By: Rob Comeau, CEO of Business Resource Center, Inc.
Business Owners often make the best Sales Professionals because they don’t “sell”
Reviewing why this generally proves true and how to translate this to your sales force
After meeting with thousands of business owners across a variety of industries we have come to the conclusion that more often than not, it is the Business Owner who is the best sales professional within their organization. Whether this is by design or a byproduct of starting and running a business, there are verifiable aspects that have led to this conclusion. When these attributes are identified and then applied to the business’ sales force, the organization will benefit and revenue growth will follow. When it comes to owners, the math is simple; E over E, translated Execution over Excuses.
We’ve noted, regardless of industry, from sales based organizations to engineering firms, the owner has consistently stood out as the best illustrator and educator for their business. Below is a exploration and review of the areas that attribute to the above statements.

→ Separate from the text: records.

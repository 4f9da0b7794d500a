//! # Reproducible Coordinate Shuffle
//!
//! Generated dither matrices scatter their thresholds over the cell grid by
//! shuffling the x and y axes. Printed output must not change between runs
//! or platforms, so the generator is a fixed 48-bit linear congruential
//! generator rather than whatever `rand::rng()` happens to be.
//!
//! ## Generator
//!
//! ```text
//! state₀   = (seed XOR 0x5DEECE66D) mod 2⁴⁸
//! stateₙ₊₁ = (stateₙ × 0x5DEECE66D + 0xB) mod 2⁴⁸
//! next(bits) = stateₙ₊₁ >> (48 - bits)
//! ```
//!
//! This is the widely deployed "drand48" family. Bounded draws follow
//! Java's `Random.nextInt(bound)`, so the axis permutations match the ones
//! existing ESC/POS tooling derives from seed 1. The thresholds written into
//! the permuted cells are computed separately (see [`super::dither`]).
//!
//! ## Shuffle
//!
//! [`shuffle`] draws indices in `0..len` and keeps each one the first time
//! it is seen (rejection sampling) until every index has appeared. It takes
//! any [`RngCore`]; only [`JavaRandom`] gives the reproducible order.

use rand::{RngCore, SeedableRng};

const MULTIPLIER: u64 = 0x5_DEEC_E66D;
const INCREMENT: u64 = 0xB;
const MASK: u64 = (1 << 48) - 1;

/// Seed used for every generated dither matrix.
pub const MATRIX_SEED: u64 = 1;

/// 48-bit LCG with Java-compatible output.
#[derive(Debug, Clone)]
pub struct JavaRandom {
    state: u64,
}

impl JavaRandom {
    pub fn new(seed: u64) -> Self {
        Self {
            state: (seed ^ MULTIPLIER) & MASK,
        }
    }

    fn next_bits(&mut self, bits: u32) -> u32 {
        self.state = self.state.wrapping_mul(MULTIPLIER).wrapping_add(INCREMENT) & MASK;
        (self.state >> (48 - bits)) as u32
    }
}

impl RngCore for JavaRandom {
    fn next_u32(&mut self) -> u32 {
        self.next_bits(32)
    }

    fn next_u64(&mut self) -> u64 {
        let high = self.next_bits(32) as i32 as i64;
        let low = self.next_bits(32) as i32 as i64;
        (high << 32).wrapping_add(low) as u64
    }

    fn fill_bytes(&mut self, dst: &mut [u8]) {
        rand::rand_core::impls::fill_bytes_via_next(self, dst)
    }
}

impl SeedableRng for JavaRandom {
    type Seed = [u8; 8];

    fn from_seed(seed: Self::Seed) -> Self {
        Self::new(u64::from_le_bytes(seed))
    }

    fn seed_from_u64(state: u64) -> Self {
        Self::new(state)
    }
}

/// Uniform value in `0..bound` from the top 31 bits of each draw.
///
/// `bound` must be in `1..=i32::MAX`.
pub fn next_below<R: RngCore + ?Sized>(rng: &mut R, bound: u32) -> u32 {
    debug_assert!(bound > 0 && bound <= i32::MAX as u32);
    if bound.is_power_of_two() {
        return ((bound as u64 * (rng.next_u32() >> 1) as u64) >> 31) as u32;
    }
    loop {
        let bits = rng.next_u32() >> 1;
        let value = bits % bound;
        // Reject draws from the final partial bucket.
        if (bits - value) as u64 + (bound as u64 - 1) < (1u64 << 31) {
            return value;
        }
    }
}

/// Permutation of `0..len` drawn from `rng`. `len` must fit in an `i32`.
pub fn shuffle<R: RngCore + ?Sized>(len: usize, rng: &mut R) -> Vec<usize> {
    let mut seen = vec![false; len];
    let mut order = Vec::with_capacity(len);
    while order.len() < len {
        let idx = next_below(rng, len as u32) as usize;
        if !seen[idx] {
            seen[idx] = true;
            order.push(idx);
        }
    }
    order
}

#[cfg(test)]
mod tests {
    use super::*;

    #[test]
    fn test_first_outputs_seed_one() {
        // Reference values of new Random(1).nextInt()
        let mut rng = JavaRandom::seed_from_u64(1);
        assert_eq!(rng.next_u32() as i32, -1155869325);
        assert_eq!(rng.next_u32() as i32, 431529176);
        assert_eq!(rng.next_u32() as i32, 1761283695);
    }

    #[test]
    fn test_bounded_draws_seed_one() {
        // new Random(1).nextInt(10) x5
        let mut rng = JavaRandom::seed_from_u64(1);
        let draws: Vec<u32> = (0..5).map(|_| next_below(&mut rng, 10)).collect();
        assert_eq!(draws, vec![5, 8, 7, 3, 4]);
    }

    #[test]
    fn test_power_of_two_bound_uses_high_bits() {
        // new Random(1).nextInt(8), nextInt(16)
        let mut rng = JavaRandom::seed_from_u64(1);
        let first = next_below(&mut rng, 8);
        let second = next_below(&mut rng, 16);
        let mut raw = JavaRandom::seed_from_u64(1);
        assert_eq!(first, raw.next_u32() >> 29);
        assert_eq!(second, raw.next_u32() >> 28);
    }

    #[test]
    fn test_seed_bytes_match_seed_u64() {
        let mut a = JavaRandom::from_seed(1u64.to_le_bytes());
        let mut b = JavaRandom::seed_from_u64(1);
        assert_eq!(a.next_u64(), b.next_u64());
    }

    #[test]
    fn test_shuffle_accepts_any_rng() {
        let mut rng = rand::rngs::StdRng::seed_from_u64(99);
        let mut order = shuffle(12, &mut rng);
        order.sort_unstable();
        assert_eq!(order, (0..12).collect::<Vec<_>>());
    }

    #[test]
    fn test_shuffle_is_permutation() {
        let mut rng = JavaRandom::new(MATRIX_SEED);
        for len in 1..20 {
            let mut order = shuffle(len, &mut rng);
            order.sort_unstable();
            assert_eq!(order, (0..len).collect::<Vec<_>>());
        }
    }

    #[test]
    fn test_shuffle_reproducible() {
        let a = shuffle(5, &mut JavaRandom::new(MATRIX_SEED));
        let b = shuffle(5, &mut JavaRandom::new(MATRIX_SEED));
        assert_eq!(a, b);
        assert_eq!(a, vec![0, 3, 2, 4, 1]);
    }

    #[test]
    fn test_shuffle_empty() {
        assert!(shuffle(0, &mut JavaRandom::new(MATRIX_SEED)).is_empty());
    }
}
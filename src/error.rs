//! # Error Types
//!
//! This module defines error types used throughout the dotraster library.
//!
//! The codec itself only ever reports [`RasterError::InvalidParameter`], and
//! only while a strategy or view is being constructed. The remaining variants
//! belong to the outer layers (image decoding, profiles, file output).

use thiserror::Error;

/// Main error type for dotraster operations
#[derive(Debug, Error)]
pub enum RasterError {
    /// Out-of-range cutoff, matrix dimension, threshold bound or region
    #[error("Invalid parameter: {0}")]
    InvalidParameter(String),

    /// Image decoding or encoding error
    #[error("Image error: {0}")]
    Image(String),

    /// Malformed render profile
    #[error("Config error: {0}")]
    Config(String),

    /// I/O error wrapper
    #[error("I/O error: {0}")]
    Io(#[from] std::io::Error),
}

impl RasterError {
    pub(crate) fn invalid(msg: impl Into<String>) -> Self {
        Self::InvalidParameter(msg.into())
    }
}

/// Result alias used across the crate.
pub type Result<T> = std::result::Result<T, RasterError>;
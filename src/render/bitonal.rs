//! # Bitonal Reduction
//!
//! A thermal head can only burn a dot or leave the paper alone. This module
//! decides, pixel by pixel, which of the two happens.
//!
//! ## Luminance Rule
//!
//! Every strategy shares the same brightness estimate:
//!
//! ```text
//! alpha <= 127  →  luminance = 255          (transparent, never printed)
//! otherwise     →  luminance = (r + g + b) / 3   (integer division)
//! ```
//!
//! The strategy then prints the dot iff `luminance < threshold`, where the
//! threshold is either a single cutoff ([`Threshold`]) or a cell of a tiling
//! matrix ([`OrderedDither`]).
//!
//! ## Strategies
//!
//! | Strategy | Threshold source | Look |
//! |----------|------------------|------|
//! | [`Threshold`] | One global cutoff | Hard black/white, banding on photos |
//! | [`OrderedDither`] | `matrix[x mod w][y mod h]` | Repeating dot pattern, simulates grey |

use super::dither::OrderedDither;
use crate::error::{RasterError, Result};
use crate::source::{Argb, PixelSource};

/// Alpha values at or below this are treated as fully transparent.
pub const TRANSPARENT_ALPHA: u8 = 127;

/// Brightness proxy used by every strategy.
#[inline]
pub fn luminance(px: Argb) -> u8 {
    if px.alpha <= TRANSPARENT_ALPHA {
        return 0xFF;
    }
    ((px.red as u16 + px.green as u16 + px.blue as u16) / 3) as u8
}

/// Single global cutoff.
#[derive(Debug, Clone, Copy, PartialEq, Eq)]
pub struct Threshold {
    cutoff: u8,
}

impl Threshold {
    pub const DEFAULT_CUTOFF: u8 = 127;

    /// Accepts any integer so that out-of-range input is reported, not
    /// silently truncated.
    pub fn new(cutoff: i32) -> Result<Self> {
        let cutoff = u8::try_from(cutoff).map_err(|_| {
            RasterError::invalid(format!(
                "threshold cutoff must be between 0 and 255, got {}",
                cutoff
            ))
        })?;
        Ok(Self { cutoff })
    }

    pub fn cutoff(&self) -> u8 {
        self.cutoff
    }

    #[inline]
    pub fn decide(&self, px: Argb) -> bool {
        luminance(px) < self.cutoff
    }
}

impl Default for Threshold {
    fn default() -> Self {
        Self {
            cutoff: Self::DEFAULT_CUTOFF,
        }
    }
}

/// The closed set of bitonal strategies.
#[derive(Debug, Clone, PartialEq, Eq)]
pub enum Bitonal {
    Threshold(Threshold),
    OrderedDither(OrderedDither),
}

impl Bitonal {
    /// `true` means print a dot at `(x, y)`.
    #[inline]
    pub fn decide(&self, px: Argb, x: u32, y: u32) -> bool {
        match self {
            Bitonal::Threshold(t) => t.decide(px),
            Bitonal::OrderedDither(d) => d.decide(px, x, y),
        }
    }

    /// Same as [`Bitonal::decide`] with the channels passed separately.
    pub fn zero_or_one(&self, alpha: u8, red: u8, green: u8, blue: u8, x: u32, y: u32) -> u8 {
        self.decide(Argb::new(alpha, red, green, blue), x, y) as u8
    }
}

impl Default for Bitonal {
    fn default() -> Self {
        Bitonal::Threshold(Threshold::default())
    }
}

impl From<Threshold> for Bitonal {
    fn from(t: Threshold) -> Self {
        Bitonal::Threshold(t)
    }
}

impl From<OrderedDither> for Bitonal {
    fn from(d: OrderedDither) -> Self {
        Bitonal::OrderedDither(d)
    }
}

/// Fetch the pixel at `(x, y)` and ask `strategy` whether to print it.
#[inline]
pub fn bitonal_value<S: PixelSource + ?Sized>(
    source: &S,
    strategy: &Bitonal,
    x: u32,
    y: u32,
) -> bool {
    strategy.decide(source.argb_at(x, y), x, y)
}
impl FieldDescriptor {
    /// Validates a field configuration and resolves its persister.
    ///
    /// Foreign fields take their persister from the referenced field once the schema links
    /// them; collection fields never have one.
    ///
    /// # Errors
    ///
    /// Returns [`Error::Config`](crate::Error::Config) for inconsistent flags or a missing
    /// persister.
    pub fn new(table_name: &str, config: FieldConfig, registry: &PersisterRegistry) -> Result<Self> {
        let name = &config.name;
        let id_flags = [config.id, config.generated_id, config.generated_id_sequence.is_some()];
        if id_flags.iter().filter(|f| **f).count() > 1 {
            return Err(config_err!(
                "Must specify one of id, generatedId, and generatedIdSequence with {name}"
            ));
        }
        let is_generated = config.generated_id || config.generated_id_sequence.is_some();
        let is_id_like = config.id || is_generated;
        if is_id_like && config.is_foreign() {
            return Err(config_err!("Id field {name} cannot also be a foreign object"));
        }
        if config.allow_generated_id_insert && !is_generated {
            return Err(config_err!(
                "Field {name} must be a generated-id if allowGeneratedIdInsert = true"
            ));
        }
        if config.foreign_auto_refresh && !config.is_foreign() {
            return Err(config_err!("Field {name} must have foreign = true if foreignAutoRefresh = true"));
        }
        if config.foreign_column_name.is_some() && !config.is_foreign() {
            return Err(config_err!("Field {name} must have foreign = true if foreignColumnName is set"));
        }
        if config.is_foreign() && config.foreign_collection.is_some() {
            return Err(config_err!("Field {name} cannot be both foreign and a foreign collection"));
        }
        if config.foreign_collection.is_some() && is_id_like {
            return Err(config_err!("Foreign collection field {name} cannot be an id"));
        }

        let column_name = config.column_name.clone().unwrap_or_else(|| {
            if config.is_foreign() {
                let target = config.foreign_column_name.as_deref().unwrap_or("id");
                format!("{name}_{target}")
            } else {
                name.clone()
            }
        });

        let mut descriptor = Self {
            table_name: table_name.to_string(),
            column_name,
            config,
            persister: None,
            default_value: None,
            foreign_ref: None,
            back_reference: None,
        };
        if descriptor.is_foreign() || descriptor.is_foreign_collection() {
            return Ok(descriptor);
        }

        let persister = descriptor.resolve_persister(registry)?;
        descriptor.check_persister(&*persister)?;
        if let Some(default) = &descriptor.config.default_value {
            descriptor.default_value = Some(persister.parse_default(&descriptor.config, default)?);
        }
        descriptor.persister = Some(persister);
        Ok(descriptor)
    }

    fn resolve_persister(&self, registry: &PersisterRegistry) -> Result<Arc<dyn Persister>> {
        if let Some(persister) = &self.config.persister {
            return Ok(Arc::clone(persister));
        }
        if let Some(data_type) = self.config.data_type {
            return Ok(data_type.persister());
        }
        let Some(native) = self.config.native_type else {
            return Err(config_err!(
                "Field '{}' in table '{}' has no native type or data type",
                self.config.name,
                self.table_name
            ));
        };
        registry.lookup(native).ok_or_else(|| {
            config_err!(
                "Field '{}' in table '{}' has no persister for type {native:?}",
                self.config.name,
                self.table_name
            )
        })
    }

    fn check_persister(&self, persister: &dyn Persister) -> Result<()> {
        let name = &self.config.name;
        let kind = persister.name();
        if self.config.version && !persister.is_valid_for_version() {
            return Err(config_err!("Field {name} is not a valid type to be a version field"));
        }
        if self.is_generated_id() && !persister.is_valid_generated_type() {
            return Err(config_err!("Generated-id field '{name}' can't be type {kind}"));
        }
        if self.config.throw_if_null && !persister.is_primitive() {
            return Err(config_err!("Field {name} must be a primitive if set with throwIfNull"));
        }
        if self.is_id() && !persister.is_appropriate_id() {
            return Err(config_err!(
                "Field '{name}' is of data type {kind} which cannot be the ID field"
            ));
        }
        if self.is_generated_id() && self.config.default_value.is_some() {
            return Err(config_err!(
                "Field '{name}' cannot be a generatedId and have a default value '{}'",
                self.config.default_value.as_deref().unwrap_or_default()
            ));
        }
        Ok(())
    }

    pub(crate) fn as_foreign_ref(&self) -> ForeignRef {
        ForeignRef {
            table: self.table_name.clone(),
            field: self.config.name.clone(),
            column: self.column_name.clone(),
        }
    }

    pub(crate) fn link_foreign(&mut self, persister: Option<Arc<dyn Persister>>, foreign_ref: ForeignRef) {
        self.persister = persister;
        self.foreign_ref = Some(foreign_ref);
    }

    pub(crate) fn link_collection(&mut self, back_reference: &str) {
        self.back_reference = Some(back_reference.to_string());
    }

    /// Field name.
    #[must_use]
    pub fn name(&self) -> &str {
        &self.config.name
    }

    /// Column name.
    #[must_use]
    pub fn column_name(&self) -> &str {
        &self.column_name
    }

    /// Owning table.
    #[must_use]
    pub fn table_name(&self) -> &str {
        &self.table_name
    }

    /// Underlying configuration.
    #[must_use]
    pub const fn config(&self) -> &FieldConfig {
        &self.config
    }

    /// Persister, absent for foreign collections.
    #[must_use]
    pub fn persister(&self) -> Option<&Arc<dyn Persister>> {
        self.persister.as_ref()
    }

    fn converter(&self) -> Result<&dyn Persister> {
        self.persister.as_deref().ok_or_else(|| {
            conversion_err!("Field '{}' of table '{}' has no persister", self.name(), self.table_name)
        })
    }

    /// SQL argument kind, [`SqlType::Unknown`] for foreign collections.
    #[must_use]
    pub fn sql_type(&self) -> SqlType {
        self.persister.as_ref().map_or(SqlType::Unknown, |p| p.sql_type())
    }

    /// Parsed default value.
    #[must_use]
    pub const fn default_value(&self) -> Option<&Value> {
        self.default_value.as_ref()
    }

    /// Identity field of any kind.
    #[must_use]
    pub const fn is_id(&self) -> bool {
        self.config.id || self.is_generated_id()
    }

    /// Identity generated by the database or in-process.
    #[must_use]
    pub const fn is_generated_id(&self) -> bool {
        self.config.generated_id || self.config.generated_id_sequence.is_some()
    }

    /// Identity generated from a named sequence.
    #[must_use]
    pub fn generated_id_sequence(&self) -> Option<&str> {
        self.config.generated_id_sequence.as_deref()
    }

    /// Generated id whose values are produced in-process.
    #[must_use]
    pub fn is_self_generated_id(&self) -> bool {
        self.is_generated_id() && self.persister.as_ref().is_some_and(|p| p.is_self_generated_id())
    }

    /// Explicit values may be inserted into this generated id.
    #[must_use]
    pub const fn is_allow_generated_id_insert(&self) -> bool {
        self.config.allow_generated_id_insert
    }

    /// References a row of another table.
    #[must_use]
    pub const fn is_foreign(&self) -> bool {
        self.config.is_foreign()
    }

    /// One-to-many collection.
    #[must_use]
    pub const fn is_foreign_collection(&self) -> bool {
        self.config.foreign_collection.is_some()
    }

    /// Collection configuration.
    #[must_use]
    pub const fn foreign_collection(&self) -> Option<&ForeignCollectionConfig> {
        self.config.foreign_collection.as_ref()
    }

    /// Name of the element-table field referring back to the parent.
    #[must_use]
    pub fn back_reference(&self) -> Option<&str> {
        self.back_reference.as_deref()
    }

    /// Referenced table and field.
    #[must_use]
    pub const fn foreign_ref(&self) -> Option<&ForeignRef> {
        self.foreign_ref.as_ref()
    }

    /// Fetches the referenced row on load.
    #[must_use]
    pub const fn is_foreign_auto_refresh(&self) -> bool {
        self.config.foreign_auto_refresh
    }

    /// Auto-refresh depth bound.
    #[must_use]
    pub const fn max_foreign_auto_refresh_level(&self) -> u32 {
        self.config.max_foreign_auto_refresh_level
    }

    /// Version column.
    #[must_use]
    pub const fn is_version(&self) -> bool {
        self.config.version
    }

    /// Excluded from writes.
    #[must_use]
    pub const fn is_read_only(&self) -> bool {
        self.config.read_only
    }

    /// Whether the column accepts NULL.
    #[must_use]
    pub const fn can_be_null(&self) -> bool {
        self.config.can_be_null
    }

    /// Literal values are quoted when inlined.
    #[must_use]
    pub fn is_escaped_value(&self) -> bool {
        self.persister.as_ref().is_some_and(|p| p.is_escaped_value())
    }

    /// May appear in a comparison.
    #[must_use]
    pub fn is_comparable(&self) -> bool {
        !self.is_foreign_collection() && self.persister.as_ref().is_some_and(|p| p.is_comparable())
    }

    /// Values must be bound through an argument holder.
    #[must_use]
    pub fn is_arg_holder_required(&self) -> bool {
        self.persister.as_ref().is_some_and(|p| p.is_arg_holder_required())
    }

    /// Returns the id carried by a foreign value: the referenced field of a record, or the
    /// value itself.
    #[must_use]
    pub fn foreign_id_of(&self, value: &Value) -> Value {
        match (value, &self.foreign_ref) {
            (Value::Object(record), Some(foreign)) => record.get(&foreign.field).clone(),
            _ => value.clone(),
        }
    }

    /// Converts a native value into its SQL argument. Foreign records are replaced by their id.
    ///
    /// # Errors
    ///
    /// Returns a conversion error when the persister rejects the value.
    pub fn to_sql_arg(&self, value: &Value) -> Result<Value> {
        let value = if self.is_foreign() { self.foreign_id_of(value) } else { value.clone() };
        if value.is_null() {
            return Ok(Value::Null);
        }
        self.converter()?.to_arg(&self.config, &value)
    }

    /// Reads this field from a record and converts it into its SQL argument.
    ///
    /// # Errors
    ///
    /// Returns a conversion error when the persister rejects the value.
    pub fn extract_sql_arg(&self, record: &Record) -> Result<Value> {
        self.to_sql_arg(record.get(self.name()))
    }

    /// Reads the column at `column` of the current row and converts it to its native value.
    ///
    /// # Errors
    ///
    /// Returns a conversion error when a NULL reaches a `throw_if_null` field or the persister
    /// rejects the value.
    pub fn result_to_native(&self, results: &dyn DatabaseResults, column: usize) -> Result<Value> {
        let converter = self.converter()?;
        let arg = converter.from_result(&self.config, results, column)?;
        if arg.is_null() {
            if self.config.throw_if_null {
                return Err(conversion_err!(
                    "Results value for primitive field '{}' was an invalid null value",
                    self.name()
                ));
            }
            return Ok(Value::Null);
        }
        converter.to_native(&self.config, arg, column)
    }

    /// Converts a generated key reported by the driver into this field's native value.
    ///
    /// # Errors
    ///
    /// Returns a conversion error when the field is not an integral type or the key is out of
    /// range.
    pub fn convert_id_number(&self, key: i64) -> Result<Value> {
        let converted = match self.sql_type() {
            SqlType::Long => Some(Value::Long(key)),
            SqlType::Integer => i32::try_from(key).ok().map(Value::Int),
            SqlType::Short => i16::try_from(key).ok().map(Value::Short),
            SqlType::Byte => i8::try_from(key).ok().map(Value::Byte),
            _ => None,
        };
        converted.ok_or_else(|| {
            conversion_err!("Invalid type {:?} for generated id {} = {key}", self.sql_type(), self.name())
        })
    }

    /// Version value following `current`.
    #[must_use]
    pub fn next_version(&self, current: &Value) -> Option<Value> {
        self.persister.as_ref().and_then(|p| p.next_version(current))
    }

    /// Generates an in-process id.
    #[must_use]
    pub fn generate_id(&self) -> Option<Value> {
        self.persister.as_ref().and_then(|p| p.generate_id())
    }
}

Business Owners consistently have an in depth knowledge of their organization’s value proposition and are acutely aware of what their business can and cannot do. They understand of all aspects of their operation and therefore are able to more concisely illustrate the company’s abilities and advantages to prospective clientele. Most sales professionals learn enough to sell it, owners learn enough to run it. They also understand the difference between good and bad business and the effect on internal resources and the financial bottom-line. An owner doesn’t simply look at “can we do it” but also “should we do it”.
Owners aren’t overly concerned with ensuring the answer is “yes” when dealing with a prospective client’s questions or demands. They know the repercussions to the organization of promising something that isn’t within the core competencies. Owners know all decisions have pros and cons and knowledge of those variables will afford the ability for appropriate and informed decisions. Owners don’t seek “the close”, but more importantly appropriate business relationship. If the company can execute to the client needs, they will illustrate how. If it cannot, they will truthfully convey that message. For buyers who are consistently “sold”, this is a welcomed and refreshing approach.
Owners generally have a superior business acumen and therefore understand how all aspects of their organization fit together. As a result, they are not myopically focused on selling a product or service, they identify how it would tie into their client’s company as a whole. By understanding their own thought process when buying, owners are able to ask the right questions, and seek to gain a clear understanding of a prospective client’s business model. If the product or service that the owner’s company offers is in line with improving the client’s business, the owner will be able to clearly convey why.
As an owner, the buck stops with you. Not only is an owner accountable for themselves and their company, but also for their workforce. Poor decisions in the sales process negatively affect the team that will support a bad business relationship. As a result, poor decisions lead to diminished profitability. Owners understand that excuses are useless, and effective execution is the driving factor to success in a capitalistic market. If a business relationship is worth making, an Owner will create a way to make it happen, if not, they will walk away.
Commodity driven or consultative based? The approach that proves true within an organization will positively or negatively affect margins, client base and retention, ability to scale and market penetration. The payroll burden invested in a sales force shouldn’t be viewed as an overhead expense, but instead, investment capital. These positions inherently have an ROI tied to them and overtime prove to be a successful or poor investment. While it takes considerably more effort by your sales professionals to subscribe to a consultative approach, it pays long-term dividends.
In review, the attributes and vantage point of an owner which is applicable to sales:
- Possess a thorough knowledge of the company’s capabilities
- Approach prospective clientele with honesty and transparency
- Utilize an inquisitive approach to understand if/where the company offering fits within the client organization
- Review if the business partnership is in the best interest of all parties
- Have self-accountability for productivity and setting colleagues up for success
- Understands execution over excuses
When this approach is adhered to, your sales professional, your company and your clients will benefit. The approach and attributes inherently in most owners will create the model for a successful sales force and by extension, a better bottom-line.
Sales training, development, evaluation and metrics should be instituted to ensure that the correct approach is taken with marketing penetration. Creating a developmental cycle to ensure thorough product knowledge, appropriate positioning and correct technique will assist in driving the aptitude of a sales force forward and allow for spot checking progress from executive management.
In the end, excellence requires sales professionals to put in the work and due diligence to increase their knowledge and approach. Bottom line: if you can’t explain it simply, then you don’t know it well enough.